▶ **Description of the task**: From the data that follows, report the number of lines including "metrics", and only that number.

▶ **Records for the exercise**:
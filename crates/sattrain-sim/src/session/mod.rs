//! Session Manager
//!
//! Registry of live sessions. Each session runs as an actor task
//! (see [`actor`]); the manager only holds its mailbox and owner:
//!
//! ```text
//!   create_session ──► store.register ──► open_session ──► spawn actor
//!                                                              │
//!   route_command(session, user) ── owner check ──► mailbox ───┤
//!                                                              │
//!   reaper ◄── Lifecycle::Finished ◄───────────────────────────┘
//!     └─ drop handle, leave room
//! ```
//!
//! Ended sessions are removed by the reaper, so the registry only ever
//! holds sessions that can still accept work.

pub(crate) mod actor;

use crate::anomaly::{AnomalyInjector, AnomalyKind, AnomalyState, AnomalyStats, TokioTimers};
use crate::config::SimConfig;
use crate::core::{
    Difficulty, SessionId, SessionSeed, SessionSnapshot, SessionStatus, SessionSummary, UserId,
};
use crate::engine::{CommandOutcome, SimulationEngine};
use crate::error::{SimError, SimResult};
use crate::metrics;
use crate::scenarios::create_scenario;
use crate::scoring::Score;
use crate::store::SessionStore;
use crate::transport::Transport;
use actor::{Lifecycle, SessionActor, SessionMsg};
use serde_json::Value;
use std::collections::HashMap;
use std::sync::atomic::{AtomicBool, Ordering};
use std::sync::{Arc, Weak};
use tokio::sync::{mpsc, oneshot, RwLock};
use tokio::task::JoinHandle;
use tokio_util::sync::CancellationToken;
use tracing::{debug, info, warn};

struct SessionHandle {
    tx: mpsc::Sender<SessionMsg>,
    user_id: UserId,
    cancel: CancellationToken,
    task: JoinHandle<()>,
}

pub struct SessionManager {
    config: SimConfig,
    store: Arc<dyn SessionStore>,
    transport: Arc<dyn Transport>,
    sessions: RwLock<HashMap<SessionId, SessionHandle>>,
    lifecycle_tx: mpsc::UnboundedSender<Lifecycle>,
    shutdown: CancellationToken,
    closed: AtomicBool,
}

impl SessionManager {
    pub fn new(config: SimConfig, store: Arc<dyn SessionStore>, transport: Arc<dyn Transport>) -> Arc<Self> {
        let (lifecycle_tx, lifecycle_rx) = mpsc::unbounded_channel();
        let manager = Arc::new(Self {
            config,
            store,
            transport,
            sessions: RwLock::new(HashMap::new()),
            lifecycle_tx,
            shutdown: CancellationToken::new(),
            closed: AtomicBool::new(false),
        });

        tokio::spawn(reap(
            Arc::downgrade(&manager),
            lifecycle_rx,
            manager.shutdown.clone(),
        ));
        manager
    }

    pub fn config(&self) -> &SimConfig {
        &self.config
    }

    // ========================================================================
    // Lifecycle
    // ========================================================================

    /// Register a new session and bring its simulator online.
    pub async fn create_session(
        &self,
        user_id: UserId,
        scenario_id: &str,
        difficulty: Option<Difficulty>,
    ) -> SimResult<SessionSummary> {
        self.ensure_open()?;
        let scenario =
            create_scenario(scenario_id).ok_or_else(|| SimError::UnknownScenario(scenario_id.to_string()))?;
        let difficulty = difficulty.unwrap_or(scenario.default_difficulty);

        let session_id = uuid::Uuid::new_v4().to_string();
        self.store
            .register_session(SessionSeed::new(session_id.clone(), user_id, difficulty, scenario))
            .await?;
        self.open_session(&session_id).await
    }

    /// Load a registered session from the store and spawn its actor.
    pub async fn open_session(&self, session_id: &SessionId) -> SimResult<SessionSummary> {
        self.ensure_open()?;
        let seed = self.store.load_session(session_id).await?;

        let mut sessions = self.sessions.write().await;
        if sessions.contains_key(session_id) {
            return Err(SimError::SessionAlreadyActive(session_id.clone()));
        }

        let engine = SimulationEngine::new(seed, &self.config)?;
        let (timer_tx, timer_rx) = mpsc::unbounded_channel();
        let injector = AnomalyInjector::new(
            session_id.clone(),
            self.config.rng_seed,
            Box::new(TokioTimers::new(timer_tx)),
        );
        let (tx, inbox) = mpsc::channel(self.config.mailbox_capacity.max(1));
        let cancel = self.shutdown.child_token();

        let session = engine.session();
        let summary = SessionSummary {
            session_id: session.id.clone(),
            user_id: session.user_id.clone(),
            scenario_id: session.scenario_id.clone(),
            difficulty: session.difficulty,
            status: session.status,
        };

        self.transport.join(session_id);
        let actor = SessionActor {
            engine,
            injector,
            inbox,
            timer_rx,
            store: Arc::clone(&self.store),
            transport: Arc::clone(&self.transport),
            lifecycle: self.lifecycle_tx.clone(),
            cancel: cancel.clone(),
            config: self.config.clone(),
        };
        let task = tokio::spawn(actor.run());

        sessions.insert(
            session_id.clone(),
            SessionHandle {
                tx,
                user_id: summary.user_id.clone(),
                cancel,
                task,
            },
        );
        metrics::ACTIVE_SESSIONS.inc();
        info!(
            session_id = %summary.session_id,
            user_id = %summary.user_id,
            scenario = %summary.scenario_id,
            difficulty = ?summary.difficulty,
            "session opened"
        );
        Ok(summary)
    }

    pub async fn start_session(&self, session_id: &SessionId) -> SimResult<SessionStatus> {
        self.request(session_id, SessionMsg::Start).await?
    }

    pub async fn pause_session(&self, session_id: &SessionId) -> SimResult<SessionStatus> {
        self.request(session_id, SessionMsg::Pause).await?
    }

    pub async fn resume_session(&self, session_id: &SessionId) -> SimResult<SessionStatus> {
        self.request(session_id, SessionMsg::Resume).await?
    }

    /// Abandon a session. Returns the score at the moment it ended.
    pub async fn terminate_session(&self, session_id: &SessionId) -> SimResult<Score> {
        self.request(session_id, SessionMsg::Terminate).await?
    }

    // ========================================================================
    // Commands
    // ========================================================================

    /// Route an operator command to the session it names.
    ///
    /// Fails with `NotSessionOwner` when `user_id` did not create the session.
    pub async fn route_command(
        &self,
        session_id: &SessionId,
        user_id: &str,
        name: &str,
        payload: Value,
    ) -> SimResult<CommandOutcome> {
        let tx = {
            let sessions = self.sessions.read().await;
            let handle = sessions
                .get(session_id)
                .ok_or_else(|| SimError::SessionNotFound(session_id.clone()))?;
            if handle.user_id != user_id {
                return Err(SimError::NotSessionOwner {
                    session_id: session_id.clone(),
                    caller: user_id.to_string(),
                });
            }
            handle.tx.clone()
        };

        let (reply, rx) = oneshot::channel();
        let msg = SessionMsg::Command {
            name: name.to_string(),
            payload,
            reply,
        };
        if tx.send(msg).await.is_err() {
            return Err(SimError::SessionNotFound(session_id.clone()));
        }
        rx.await
            .map_err(|_| SimError::SessionNotFound(session_id.clone()))?
    }

    pub async fn inject_anomaly(&self, session_id: &SessionId, kind: AnomalyKind) -> SimResult<AnomalyState> {
        self.request(session_id, |reply| SessionMsg::Inject { kind, reply })
            .await?
    }

    // ========================================================================
    // Views
    // ========================================================================

    /// Latest snapshot. Ended sessions fall back to their persisted one.
    pub async fn snapshot(&self, session_id: &SessionId) -> SimResult<SessionSnapshot> {
        match self.request(session_id, SessionMsg::Snapshot).await {
            Ok(snapshot) => Ok(snapshot),
            Err(SimError::SessionNotFound(_)) => self
                .store
                .load_snapshot(session_id)
                .await?
                .ok_or_else(|| SimError::SessionNotFound(session_id.clone())),
            Err(e) => Err(e),
        }
    }

    /// Live score projection; ended sessions report their final score.
    pub async fn partial_score(&self, session_id: &SessionId) -> SimResult<Score> {
        match self.request(session_id, SessionMsg::Score).await {
            Err(SimError::SessionNotFound(_)) => Ok(self.snapshot(session_id).await?.score),
            other => other,
        }
    }

    /// Empty for unknown or ended sessions.
    pub async fn active_anomalies(&self, session_id: &SessionId) -> Vec<AnomalyState> {
        self.request(session_id, SessionMsg::ActiveAnomalies)
            .await
            .unwrap_or_default()
    }

    pub async fn anomaly_stats(&self, session_id: &SessionId) -> AnomalyStats {
        self.request(session_id, SessionMsg::Stats)
            .await
            .unwrap_or_default()
    }

    pub async fn owner_of(&self, session_id: &SessionId) -> Option<UserId> {
        let sessions = self.sessions.read().await;
        sessions.get(session_id).map(|h| h.user_id.clone())
    }

    pub async fn session_ids(&self) -> Vec<SessionId> {
        let sessions = self.sessions.read().await;
        let mut ids: Vec<_> = sessions.keys().cloned().collect();
        ids.sort();
        ids
    }

    pub async fn len(&self) -> usize {
        self.sessions.read().await.len()
    }

    // ========================================================================
    // Shutdown
    // ========================================================================

    /// Stop every session actor and wait for each to persist its state.
    ///
    /// Idempotent. New sessions are refused afterwards.
    pub async fn stop_all(&self) {
        if self.closed.swap(true, Ordering::SeqCst) {
            return;
        }

        let drained: Vec<(SessionId, SessionHandle)> = {
            let mut sessions = self.sessions.write().await;
            sessions.drain().collect()
        };
        info!(sessions = drained.len(), "stopping all sessions");

        for (_, handle) in &drained {
            handle.cancel.cancel();
        }
        for (session_id, handle) in drained {
            if let Err(e) = handle.task.await {
                warn!(%session_id, error = %e, "session task ended abnormally");
            }
            self.transport.leave(&session_id);
            metrics::ACTIVE_SESSIONS.dec();
        }
        self.shutdown.cancel();
    }

    pub fn is_closed(&self) -> bool {
        self.closed.load(Ordering::SeqCst)
    }

    // ========================================================================
    // Internals
    // ========================================================================

    fn ensure_open(&self) -> SimResult<()> {
        if self.is_closed() {
            return Err(SimError::ShutDown);
        }
        Ok(())
    }

    async fn request<T>(
        &self,
        session_id: &SessionId,
        make: impl FnOnce(oneshot::Sender<T>) -> SessionMsg,
    ) -> SimResult<T> {
        let tx = {
            let sessions = self.sessions.read().await;
            sessions
                .get(session_id)
                .map(|h| h.tx.clone())
                .ok_or_else(|| SimError::SessionNotFound(session_id.clone()))?
        };

        let (reply, rx) = oneshot::channel();
        if tx.send(make(reply)).await.is_err() {
            return Err(SimError::SessionNotFound(session_id.clone()));
        }
        rx.await
            .map_err(|_| SimError::SessionNotFound(session_id.clone()))
    }

    async fn release(&self, session_id: &SessionId) {
        let removed = self.sessions.write().await.remove(session_id);
        if removed.is_some() {
            self.transport.leave(session_id);
            metrics::ACTIVE_SESSIONS.dec();
        }
    }
}

impl Drop for SessionManager {
    fn drop(&mut self) {
        self.shutdown.cancel();
    }
}

/// Drops the registry entry of every session whose actor finished.
async fn reap(
    manager: Weak<SessionManager>,
    mut rx: mpsc::UnboundedReceiver<Lifecycle>,
    shutdown: CancellationToken,
) {
    loop {
        let event = tokio::select! {
            _ = shutdown.cancelled() => break,
            event = rx.recv() => event,
        };
        let Some(Lifecycle::Finished { session_id, status }) = event else {
            break;
        };
        let Some(manager) = manager.upgrade() else {
            break;
        };
        manager.release(&session_id).await;
        debug!(%session_id, status = ?status, "session released");
    }
}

▶ **Response to the task**: 4